Effect of endothelium removal or blockade of nitric oxide (NO)-cGMP pathway on sensitivity to Phe. Aortic, carotid, mesenteric, and renal artery rings from Preg (A–D), Preg+sFlt-1 (E–H), RUPP (I–L), and RUPP+PlGF (M–P) rats were either kept endothelium-intact (○), pretreated with the NOS inhibitor l-NAME (3×10⁻⁴ M) (●) or guanylate cyclase inhibitor ODQ (10⁻⁵ M) (△), or endothelium-denuded (▲). The vessels were stimulated with increasing concentrations of Phe, and the contractile response was presented as % of maximum Phe contraction. Data represent means ± SE; n = 5–9. *P < 0.05, l-NAME treated vs. nontreated vessels. #P < 0.05, ODQ-treated vs. nontreated vessels.

Fig. 6.

Effect of endothelium removal or blockade of NO-cGMP on Phe-induced contraction relative to control KCl contraction.

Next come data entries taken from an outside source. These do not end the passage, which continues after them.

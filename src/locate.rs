// src/locate.rs
//! Finds generated integer tables: `recv._name = [int, int, ...]`.

use crate::{
    config::Options,
    error::Result,
    lexer::{LineIndex, TokenKind, int_value},
    parser::{self, Group, Node, Statement},
};

/// One matched table assignment.
#[derive(Debug, Clone, PartialEq, Eq)]
pub struct NumericTable {
    pub name: String,
    /// Receiver of the setter as written, usually `self`.
    pub receiver: String,
    pub numbers: Vec<u128>,
    /// 1-based, inclusive.
    pub start_line: usize,
    pub end_line: usize,
    /// Byte column of the statement start on `start_line`.
    pub start_col: usize,
    /// Byte column one past the closing `]` on `end_line`.
    pub end_col: usize,
}

/// All table assignments in `src`, in source order.
pub fn locate(src: &str, opts: &Options) -> Result<Vec<NumericTable>> {
    let program = parser::parse(src)?;
    let cx = Cx {
        src,
        lines: LineIndex::new(src),
        prefix: opts.prefix,
    };
    let mut found = Vec::new();
    cx.visit_body(&program.body, &mut found);
    Ok(found)
}

struct Cx<'a> {
    src: &'a str,
    lines: LineIndex,
    prefix: char,
}

impl Cx<'_> {
    fn visit_body(&self, body: &[Statement], found: &mut Vec<NumericTable>) {
        for stmt in body {
            self.visit_statement(stmt, found);
        }
    }

    fn visit_statement(&self, stmt: &Statement, found: &mut Vec<NumericTable>) {
        if let Some(table) = self.match_table(stmt) {
            log::debug!(
                "found table {} ({} elements) at lines {}..={}",
                table.name,
                table.numbers.len(),
                table.start_line,
                table.end_line
            );
            found.push(table);
            return;
        }
        for node in &stmt.nodes {
            self.visit_node(node, found);
        }
    }

    fn visit_node(&self, node: &Node, found: &mut Vec<NumericTable>) {
        match node {
            Node::Scope(s) => self.visit_body(&s.body, found),
            Node::Group(g) => self.visit_body(&g.body, found),
            Node::Int(_) | Node::Leaf(_) => {}
        }
    }

    fn match_table(&self, stmt: &Statement) -> Option<NumericTable> {
        // The setter must be the whole statement; `x = self._a = [..]` and
        // setters inside a ternary branch are skipped on purpose.
        let [receiver @ .., Node::Leaf(dot), Node::Leaf(name), Node::Leaf(assign), Node::Group(array)] =
            stmt.nodes.as_slice()
        else {
            return None;
        };
        if receiver.is_empty()
            || !receiver.iter().all(is_receiver_part)
            || dot.text(self.src) != "."
            || name.kind != TokenKind::Ident
            || assign.kind != TokenKind::Assign
            || array.open != TokenKind::ArrayLBracket
        {
            return None;
        }

        let name = name.text(self.src);
        let mut chars = name.chars();
        if chars.next() != Some(self.prefix) || chars.next().is_none() {
            return None;
        }
        let numbers = self.int_elements(array)?;

        let start = receiver[0].span().start;
        let recv_end = receiver[receiver.len() - 1].span().end;
        let (start_line, start_col) = self.lines.line_col(start);
        let (end_line, end_col) = self.lines.line_col(array.span.end);
        Some(NumericTable {
            name: name.to_string(),
            receiver: self.src[start..recv_end].to_string(),
            numbers,
            start_line,
            end_line,
            start_col,
            end_col,
        })
    }

    /// `Some` only when every element is a bare integer literal.
    fn int_elements(&self, array: &Group) -> Option<Vec<u128>> {
        let nodes = match array.body.as_slice() {
            [] => return Some(Vec::new()),
            [only] => &only.nodes,
            _ => return None,
        };

        let mut numbers = Vec::with_capacity(nodes.len() / 2 + 1);
        let mut it = nodes.iter();
        loop {
            match it.next() {
                Some(Node::Int(t)) => numbers.push(int_value(t.text(self.src))),
                _ => return None,
            }
            match it.next() {
                None => return Some(numbers),
                Some(n) if n.token_kind() == Some(TokenKind::Comma) => {
                    // trailing comma
                    if it.as_slice().is_empty() {
                        return Some(numbers);
                    }
                }
                Some(_) => return None,
            }
        }
    }
}

/// Receivers are plain call chains: `self`, `Foo::Bar`, `@x`, `a.b(c)[0]`.
fn is_receiver_part(node: &Node) -> bool {
    match node {
        Node::Leaf(t) => matches!(
            t.kind,
            TokenKind::Ident | TokenKind::Const | TokenKind::Var | TokenKind::Dot | TokenKind::ColonColon
        ),
        Node::Group(g) => g.open != TokenKind::ArrayLBracket,
        Node::Int(_) | Node::Scope(_) => false,
    }
}

#[cfg(test)]
mod tests {
    use super::*;
    use crate::error::Error;

    fn tables(src: &str) -> Vec<NumericTable> {
        locate(src, &Options::default()).unwrap()
    }

    fn names(src: &str) -> Vec<String> {
        tables(src).into_iter().map(|t| t.name).collect()
    }

    #[test]
    fn single_line_table() {
        let t = &tables("self._trans_keys = [1, 2, 3, 4, 5]\n")[0];
        assert_eq!(t.name, "_trans_keys");
        assert_eq!(t.receiver, "self");
        assert_eq!(t.numbers, vec![1, 2, 3, 4, 5]);
        assert_eq!((t.start_line, t.end_line), (1, 1));
        assert_eq!((t.start_col, t.end_col), (0, 34));
    }

    #[test]
    fn multi_line_span_and_columns() {
        let src = "module M\n  x = 1\n  self._key_offsets = [\n    0, 0x10,\n    017\n  ] # done\nend\n";
        let t = &tables(src)[0];
        assert_eq!(t.numbers, vec![0, 16, 15]);
        assert_eq!((t.start_line, t.end_line), (3, 6));
        assert_eq!((t.start_col, t.end_col), (2, 3));
    }

    #[test]
    fn nested_tables_in_source_order() {
        let src = "\
class Lexer
  class << self
    attr_accessor :_a
  end
  self._a = [1]
  def self.init
    if ready
      self._b = [2,
        3]
    end
  end
  self._c = [4, 5,]
end
";
        assert_eq!(names(src), vec!["_a", "_b", "_c"]);
        assert_eq!(tables(src)[2].numbers, vec![4, 5]);
    }

    #[test]
    fn other_receivers_are_kept_verbatim() {
        let t = &tables("Foo::Bar._x = [1]\n@obj.cfg._y = [2]")[..];
        assert_eq!(t[0].receiver, "Foo::Bar");
        assert_eq!(t[1].receiver, "@obj.cfg");
    }

    #[test]
    fn shapes_that_do_not_match() {
        let src = "\
_a = [1, 2]
self.a = [1, 2]
self._ = [1]
self._b = [1, -2]
self._c = [1 + 2]
self._d = ['x', 1]
self._e = [[1], [2]]
self._f = [1.5]
self._g = foo([1])
self._h = [1] + [2]
self._i ||= [1]
x = self._j = [1]
self._k = [1, 2].freeze
";
        assert!(tables(src).is_empty());
    }

    #[test]
    fn empty_arrays_are_located() {
        let t = &tables("self._empty = []")[0];
        assert!(t.numbers.is_empty());
    }

    #[test]
    fn custom_prefix() {
        let opts = Options::default().with_prefix('t');
        let found = locate("self.tbl = [1]\nself._x = [2]", &opts).unwrap();
        assert_eq!(found.len(), 1);
        assert_eq!(found[0].name, "tbl");
    }

    #[test]
    fn tables_sharing_a_line() {
        let found = tables("self._a = [1]; self._b = [2]");
        assert_eq!(found.len(), 2);
        assert_eq!(found[1].start_col, 15);
    }

    #[test]
    fn strings_and_comments_are_not_tables() {
        let src = "# self._a = [1]\ns = \"self._b = [2]\"\n=begin\nself._c = [3]\n=end\n";
        assert!(tables(src).is_empty());
    }

    #[test]
    fn division_by_a_local_is_not_a_regexp() {
        let src = "p = 10\nq = p /2\nself._a = [1, 2]\nr = 6/ 3\n";
        assert_eq!(names(src), vec!["_a"]);

        let src = "n = 4\nhalf = n /2; self._b = [3]\nm = n/ 2\n";
        assert_eq!(names(src), vec!["_b"]);

        let src = "arr = []\narr <<x\nself._c = [1]\n";
        assert_eq!(names(src), vec!["_c"]);
    }

    #[test]
    fn invalid_source_is_fatal() {
        let err = locate("self._a = [1, 2\n", &Options::default()).unwrap_err();
        assert!(matches!(err, Error::InvalidSource { line: 1, .. }));
    }
}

Aortic, carotid, mesenteric, and renal artery rings from Preg (A–D), Preg+sFlt-1 (E–H), RUPP (I–L), and RUPP+PlGF rats were either kept intact (○), pretreated with the NOS inhibitor l-NAME (3×10⁻⁴ M) (●) or guanylate cyclase inhibitor ODQ (10⁻⁵ M) (△), or endothelium-denuded (▲). After measuring contraction to 96 mM KCl, the vessels were stimulated with increasing concentrations of Phe, and the contractile response was presented as % of KCl contraction. Data represent means ± SE; n = 5–9. *P < 0.05, l-NAME treated vs. nontreated vessels. #P < 0.05, ODQ-treated vs. nontreated vessels. †Endothelium-denuded (−Endo) vs. intact (+Endo) vessels.

Fig. 7.

ACh-induced relaxation in blood vessels of Preg, Preg+sFlt-1, RUPP, and RUPP+PlGF rats. Endothelium-intact aortic (A), carotid (B), mesenteric (C), and renal artery rings (D) from Preg, Preg+sFlt-1, RUPP, and RUPP+PlGF rats were precontracted with submaximal concentration of Phe, and then stimulated with ACh (10⁻⁹-10⁻⁵ M), and the % relaxation of Phe contraction was measured. Data represent means ± SE; n = 6–9. *P < 0.05, Preg+sFlt-1 or RUPP vs. Preg. #P < 0.05, RUPP+PlGF vs. RUPP.

Fig. 8.

Role of endothelial NO-cGMP pathway in ACh-induced vascular relaxation. Isolated aortic, carotid, mesenteric, and renal artery rings from Preg (A–D), Preg+sFlt-1 (E–H), RUPP (I–L), and RUPP+PlGF rats (M–P) were either kept endothelium-intact (○), pretreated with the NOS inhibitor l-NAME (3×10⁻⁴ M) (●), or the guanylate cyclase inhibitor ODQ (10⁻⁵ M) (△) for 10 min, or endothelium-denuded (▲). The vessels were precontracted with submaximal concentration of Phe and then stimulated with ACh (10⁻⁹-10⁻⁵ M), and the % relaxation of Phe contraction was measured. Data represent means ± SE; n = 6–9. *P < 0.05, l-NAME treated, ODQ-treated or endothelium-denuded (-Endo) vs. control nontreated endothelium-intact vessels.

Fig. 9.

Protein amount of eNOS and NO production in blood vessels of Preg, Preg+sFlt-1, RUPP, and RUPP+PlGF rats. Aortic tissue homogenate from Preg, Preg+sFlt-1, RUPP and RUPP+PlGF rats were prepared for Western blots using endothelial nitric oxide synthase (eNOS) and p-eNOS antibodies (1:800), and both total eNOS (A) and activated p-eNOS (B) were measured. In parallel experiments, ACh induced nitrate/nitrite (NOx) production was measured in the aorta (C) and mesenteric artery (D) of different animal groups. Data represent means ± SE; n = 4–7. *P < 0.05, Preg+sFlt-1 or RUPP vs. Preg. #P < 0.05, RUPP+PlGF vs. RUPP.

Fig. 10.

SNP-induced relaxation in blood vessels of Preg, Preg+sFlt-1, RUPP, and RUPP+PlGF rats. Endothelium-denuded aortic (A), carotid, (B) mesenteric (C), and renal artery rings (D) from Preg, Preg+sFlt-1, RUPP, and RUPP+PlGF rats were precontracted with submaximal concentration of Phe, then stimulated with SNP (10⁻⁹-10⁻⁵ M) and the % relaxation of Phe contraction was measured. Data are expressed as means ± SE; n = 6–9.